This is a classic North Indian curry bursting with bold flavours of whole spices cooked with tender lamb chunks in a rich & spicy onion tomato sauce.
Serves: 6 people
Prep : 15 mins
Cooking : 45 mins
Health Hack: Lamb is packed with minerals, vitamins, proteins and fats. Whole spices used in this dish also provide anti-bacterial and anti-oxidant properties.
- Lamb – 1 kg leg of lamb, cut into small cubes
- Onions – 6 medium, thinly sliced
- Tomatoes – 5 medium, pureed
- Ginger & garlic paste – 2 tbsp
- Fresh coriander – finely chopped, handful for garnishing
- Green chilli – 2, whole and slit lengthwise
- Vegetable oil – 5 tbsp
- Plain yogurt – 6 tbsp
- Water – 500mls
Spices For Rice
- Turmeric powder – ½ tsp
- Kashmiri chilli powder – 1 tbsp
- Coriander powder – 1 tbsp
- Garam masala powder – 1 tsp
- Black cardamoms – 3
- Cinnamon – 1inch stick
- Green cardamoms – 6
- Cloves – 6
- Bay leaves – 2
- Salt – to taste
- Heat oil in a large bottom pan and keep on medium flame. Add whole spices – bay leaves, cloves, cinnamon sticks, green cardamoms and black cardamoms. Fry for about 30 seconds.
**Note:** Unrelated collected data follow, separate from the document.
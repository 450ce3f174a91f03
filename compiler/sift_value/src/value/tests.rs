use super::*;
use crate::ReduceKind;
use pretty_assertions::assert_eq;
use rustc_hash::FxHasher;

fn hash_of(v: &Value) -> u64 {
    let mut h = FxHasher::default();
    v.hash(&mut h);
    h.finish()
}

#[test]
fn test_default_for_types() {
    let ty = Type::tuple(vec![Type::int(), Type::string(), Type::array(Type::real())]);
    let v = Value::default_for(&ty, MapMode::Hashed);
    let fields = v.as_tuple().unwrap();
    assert_eq!(fields[0], Value::Int(0));
    assert_eq!(fields[1], Value::string(""));
    assert!(fields[2].as_array().unwrap().is_empty());
}

#[test]
fn test_default_map_uses_mode() {
    let ty = Type::map(Type::string(), Type::int());
    let v = Value::default_for(&ty, MapMode::Ordered);
    assert_eq!(v.as_map().unwrap().mode(), MapMode::Ordered);
}

#[test]
fn test_int_and_uint_are_distinct() {
    assert_ne!(Value::Int(1), Value::UInt(1));
    assert!(Value::Int(5) < Value::UInt(0));
}

#[test]
fn test_real_ordering_is_total() {
    assert!(Value::Real(-1.0) < Value::Real(0.5));
    assert_eq!(Value::Real(f64::NAN), Value::Real(f64::NAN));
}

#[test]
fn test_tuple_ordering_is_lexicographic() {
    let a = Value::tuple(vec![Value::Int(1), Value::string("b")]);
    let b = Value::tuple(vec![Value::Int(1), Value::string("c")]);
    assert!(a < b);
}

#[test]
fn test_array_equality_ignores_storage() {
    let typed = Value::array(Array::from_values(vec![Value::Int(1), Value::Int(2)]));
    let generic = Value::array(Array::Values(vec![Value::Int(1), Value::Int(2)]));
    assert_eq!(typed, generic);
    assert_eq!(hash_of(&typed), hash_of(&generic));
}

#[test]
fn test_map_equality_ignores_mode() {
    let mut ordered = MapValue::new(MapMode::Ordered);
    let mut hashed = MapValue::new(MapMode::Hashed);
    for (k, v) in [("x", 1), ("y", 2), ("z", 3)] {
        ordered.merge_insert(Value::string(k), Value::Int(v)).unwrap();
        hashed.merge_insert(Value::string(k), Value::Int(v)).unwrap();
    }
    let (a, b) = (Value::map(ordered), Value::map(hashed));
    assert_eq!(a, b);
    assert_eq!(hash_of(&a), hash_of(&b));
}

#[test]
fn test_reducer_reads_as_current_value() {
    let r = Value::reducer(Reducer::new(ReduceKind::Sum, Value::Int(7)));
    assert_eq!(r.as_i64(), Some(7));
    assert_eq!(r, Value::Int(7));
    assert_eq!(hash_of(&r), hash_of(&Value::Int(7)));
    assert_eq!(r.kind_name(), "Int");
}

#[test]
fn test_merge_replaces_plain_values() {
    let mut v = Value::string("old");
    v.merge(Value::string("new")).unwrap();
    assert_eq!(v, Value::string("new"));
}

#[test]
fn test_merge_tuples_fieldwise() {
    let mut acc = Value::tuple(vec![
        Value::reducer(Reducer::new(ReduceKind::Sum, Value::Int(1))),
        Value::string("a"),
    ]);
    let next = Value::tuple(vec![
        Value::reducer(Reducer::new(ReduceKind::Sum, Value::Int(2))),
        Value::string("b"),
    ]);
    acc.merge(next).unwrap();
    acc.merge_end();
    assert_eq!(acc, Value::tuple(vec![Value::Int(3), Value::string("b")]));
    assert!(matches!(acc.as_tuple().unwrap()[0], Value::Int(3)));
}

#[test]
fn test_merge_end_settles_reducer() {
    let mut v = Value::reducer(Reducer::new(ReduceKind::Max, Value::UInt(4)));
    v.merge_end();
    assert!(matches!(v, Value::UInt(4)));
}

#[test]
fn test_clone_is_copy_on_write() {
    let a = Value::array(Array::from_values(vec![Value::Int(1)]));
    let mut b = a.clone();
    if let Value::Array(arr) = &mut b {
        arr.make_mut().push(Value::Int(2));
    }
    assert_eq!(a.as_array().unwrap().len(), 1);
    assert_eq!(b.as_array().unwrap().len(), 2);
}

#[test]
fn test_from_atom() {
    assert_eq!(Value::from_atom(&Atom::string("hi")), Value::string("hi"));
    assert_eq!(Value::from_atom(&Atom::UInt(3)), Value::UInt(3));
}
- Add sliced onions and fry until the onions start to turn golden brown or nearly caramelized. Then add ginger-garlic paste and fry for another 2-3 minutes. Now add lamb chunks, green chillies and sprinkle salt over it. Mix the lamb well with the onions and spices and keep stirring so it gets browned on all sides. Once the lamb is starting to brown and most of the juices have dried up, you will see oil separating from the lamb.
- Add yogurt one tablespoon at a time until all of it is used. Cook the lamb in yogurt until you see the oil separating.
- Add all the dry spices i.e. turmeric powder, red chilli powder, coriander powder. Stir gently so the meat does not come off the bones. Now add the tomato puree. Once the tomato puree is cooked and all the powdered spices have blended in, oil will start separating again.
- Add water depending on the consistency you want. Let the gravy come to a boil. Bring to a simmer and cook covered until lamb is tender.
- Lastly check for salt, garnish with garam masala, chopped fresh coriander and serve hot with roti or rice.
Per 100 g
Sat. Fat (%)
Handy Kitchen Tips
The curry is best cooked with meat on the bone as it has more flavour but if you are in a hurry then you can go with boneless meat. This dish also freezes well so great for batch cooking.